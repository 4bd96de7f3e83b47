use super::heartbeat::LoopHeartbeat;
use super::metrics::MetricsCollector;
use serde::Serialize;
use std::sync::{Arc, Mutex};
use tokio::time::{self, Duration, Instant};
use tokio_util::sync::CancellationToken;

pub const RESPONSE_TIME_MS: &str = "response_time_ms";
pub const THROUGHPUT: &str = "throughput";
pub const ERROR_RATE: &str = "error_rate";
pub const CONCURRENT_OPERATIONS: &str = "concurrent_operations";
pub const EVENT_QUEUE_DEPTH: &str = "event_queue_depth";
pub const FEEDBACK_QUEUE_DEPTH: &str = "feedback_queue_depth";

/// Cumulative counters read from the running pipeline.
#[derive(Debug, Clone, Copy, Default, PartialEq, Eq)]
pub struct PerformanceCounters {
    pub completed: u64,
    pub failed: u64,
    pub processing_ms: u64,
    pub concurrent_operations: u64,
    pub event_queue_depth: usize,
    pub feedback_queue_depth: usize,
}

pub trait PerformanceSource: Send + Sync {
    fn counters(&self) -> PerformanceCounters;
}

#[derive(Debug, Clone, Copy, Default, PartialEq, Serialize)]
pub struct PerformanceSample {
    pub response_time_ms: f64,
    /// Completed operations per second over the sampling window.
    pub throughput: f64,
    pub error_rate: f64,
    pub concurrent_operations: f64,
    pub event_queue_depth: f64,
    pub feedback_queue_depth: f64,
}

#[allow(clippy::cast_precision_loss)]
pub fn compute_sample(
    previous: PerformanceCounters,
    current: PerformanceCounters,
    window_secs: f64,
) -> PerformanceSample {
    let completed = current.completed.saturating_sub(previous.completed);
    let failed = current.failed.saturating_sub(previous.failed);
    let processing = current.processing_ms.saturating_sub(previous.processing_ms);
    let attempted = completed + failed;

    PerformanceSample {
        response_time_ms: if completed == 0 {
            0.0
        } else {
            processing as f64 / completed as f64
        },
        throughput: if window_secs > 0.0 {
            completed as f64 / window_secs
        } else {
            0.0
        },
        error_rate: if attempted == 0 {
            0.0
        } else {
            failed as f64 / attempted as f64
        },
        concurrent_operations: current.concurrent_operations as f64,
        event_queue_depth: current.event_queue_depth as f64,
        feedback_queue_depth: current.feedback_queue_depth as f64,
    }
}

/// Periodically turns pipeline counters into metric samples.
pub struct PerformanceMonitor {
    metrics: Arc<MetricsCollector>,
    source: Arc<dyn PerformanceSource>,
    interval: Duration,
    enabled: bool,
    last: Mutex<Option<(PerformanceCounters, Instant)>>,
    heartbeat: Arc<LoopHeartbeat>,
    shutdown: CancellationToken,
}

impl PerformanceMonitor {
    pub fn new(
        metrics: Arc<MetricsCollector>,
        source: Arc<dyn PerformanceSource>,
        interval: Duration,
        enabled: bool,
    ) -> Self {
        Self {
            metrics,
            source,
            interval,
            enabled,
            last: Mutex::new(None),
            heartbeat: Arc::new(LoopHeartbeat::new()),
            shutdown: CancellationToken::new(),
        }
    }

    pub fn is_enabled(&self) -> bool {
        self.enabled
    }

    pub fn heartbeat(&self) -> Arc<LoopHeartbeat> {
        Arc::clone(&self.heartbeat)
    }

    /// Take one sample now and record it.
    pub fn sample_now(&self) -> PerformanceSample {
        let current = self.source.counters();
        let now = Instant::now();
        let previous = self
            .last
            .lock()
            .ok()
            .and_then(|mut last| last.replace((current, now)));

        let (base, window) = previous.map_or((current, self.interval), |(counters, at)| {
            (counters, now.saturating_duration_since(at))
        });
        let sample = compute_sample(base, current, window.as_secs_f64());

        self.metrics.record(RESPONSE_TIME_MS, sample.response_time_ms);
        self.metrics.record(THROUGHPUT, sample.throughput);
        self.metrics.record(ERROR_RATE, sample.error_rate);
        self.metrics
            .record(CONCURRENT_OPERATIONS, sample.concurrent_operations);
        self.metrics.record(EVENT_QUEUE_DEPTH, sample.event_queue_depth);
        self.metrics
            .record(FEEDBACK_QUEUE_DEPTH, sample.feedback_queue_depth);
        sample
    }

    pub async fn run(&self) {
        if !self.enabled {
            tracing::debug!("performance monitoring disabled");
            return;
        }
        self.heartbeat.mark_started();
        let mut ticker = time::interval(self.interval);
        ticker.set_missed_tick_behavior(time::MissedTickBehavior::Delay);

        loop {
            tokio::select! {
                () = self.shutdown.cancelled() => break,
                _ = ticker.tick() => {
                    let sample = self.sample_now();
                    tracing::trace!(
                        throughput = sample.throughput,
                        error_rate = sample.error_rate,
                        "performance sample"
                    );
                    self.heartbeat.beat();
                }
            }
        }
        self.heartbeat.mark_stopped();
    }

    pub fn stop(&self) {
        self.shutdown.cancel();
    }
}
pub mod health;
pub mod heartbeat;
pub mod metrics;
pub mod performance;
pub mod probes;

pub use health::{
    ComponentHealth, HealthMonitor, HealthProbe, HealthSnapshot, HealthStatus, ProbeStatus,
};
pub use heartbeat::{LoopHeartbeat, LoopState};
pub use metrics::{MetricPoint, MetricsCollector};
pub use performance::{
    PerformanceCounters, PerformanceMonitor, PerformanceSample, PerformanceSource,
    compute_sample,
};
pub use probes::LoopProbe;
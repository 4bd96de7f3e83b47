pub mod aggregator;
pub mod classify;
pub mod dispatcher;
pub mod types;

pub use aggregator::{ChangeAggregator, IdleSignal, WatchSignal};
pub use dispatcher::{CallbackListener, DispatcherStats, EventDispatcher, EventListener, ListenerId};
pub use types::{
    ChangeBatch, ContentChange, ContextMetadata, CursorPosition, EventPayload, Priority,
    SurroundingText, WritingContext, WritingEvent, WritingEventType,
};
pub mod character_development;
pub mod plot_consistency;

pub use character_development::CharacterDevelopmentProcessor;
pub use plot_consistency::PlotConsistencyProcessor;

use super::types::ContentProcessor;
use std::sync::Arc;

/// Processors registered by default.
pub fn reference_processors() -> Vec<Arc<dyn ContentProcessor>> {
    vec![
        Arc::new(PlotConsistencyProcessor::new()),
        Arc::new(CharacterDevelopmentProcessor::new()),
    ]
}
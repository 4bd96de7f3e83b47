pub mod names;
pub mod priority_queue;

pub use priority_queue::PriorityQueue;

use chrono::{DateTime, Utc};
use std::time::Duration;

/// Milliseconds elapsed from `earlier` to `later`, zero when `later` precedes it.
pub fn elapsed_ms(earlier: DateTime<Utc>, later: DateTime<Utc>) -> u64 {
    u64::try_from((later - earlier).num_milliseconds()).unwrap_or(0)
}

pub fn duration_ms(duration: Duration) -> u64 {
    u64::try_from(duration.as_millis()).unwrap_or(u64::MAX)
}

/// Truncate `text` to at most `max_chars` characters, appending `...` when cut.
pub fn truncate_with_ellipsis(text: &str, max_chars: usize) -> String {
    if text.chars().count() <= max_chars {
        return text.to_string();
    }
    let keep = max_chars.saturating_sub(3);
    let mut out: String = text.chars().take(keep).collect();
    out.push_str("...");
    out
}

-------------------------

Your answer should be a single number: how many lines in the preceding entries contain "types".

# ANSWER SPACE
3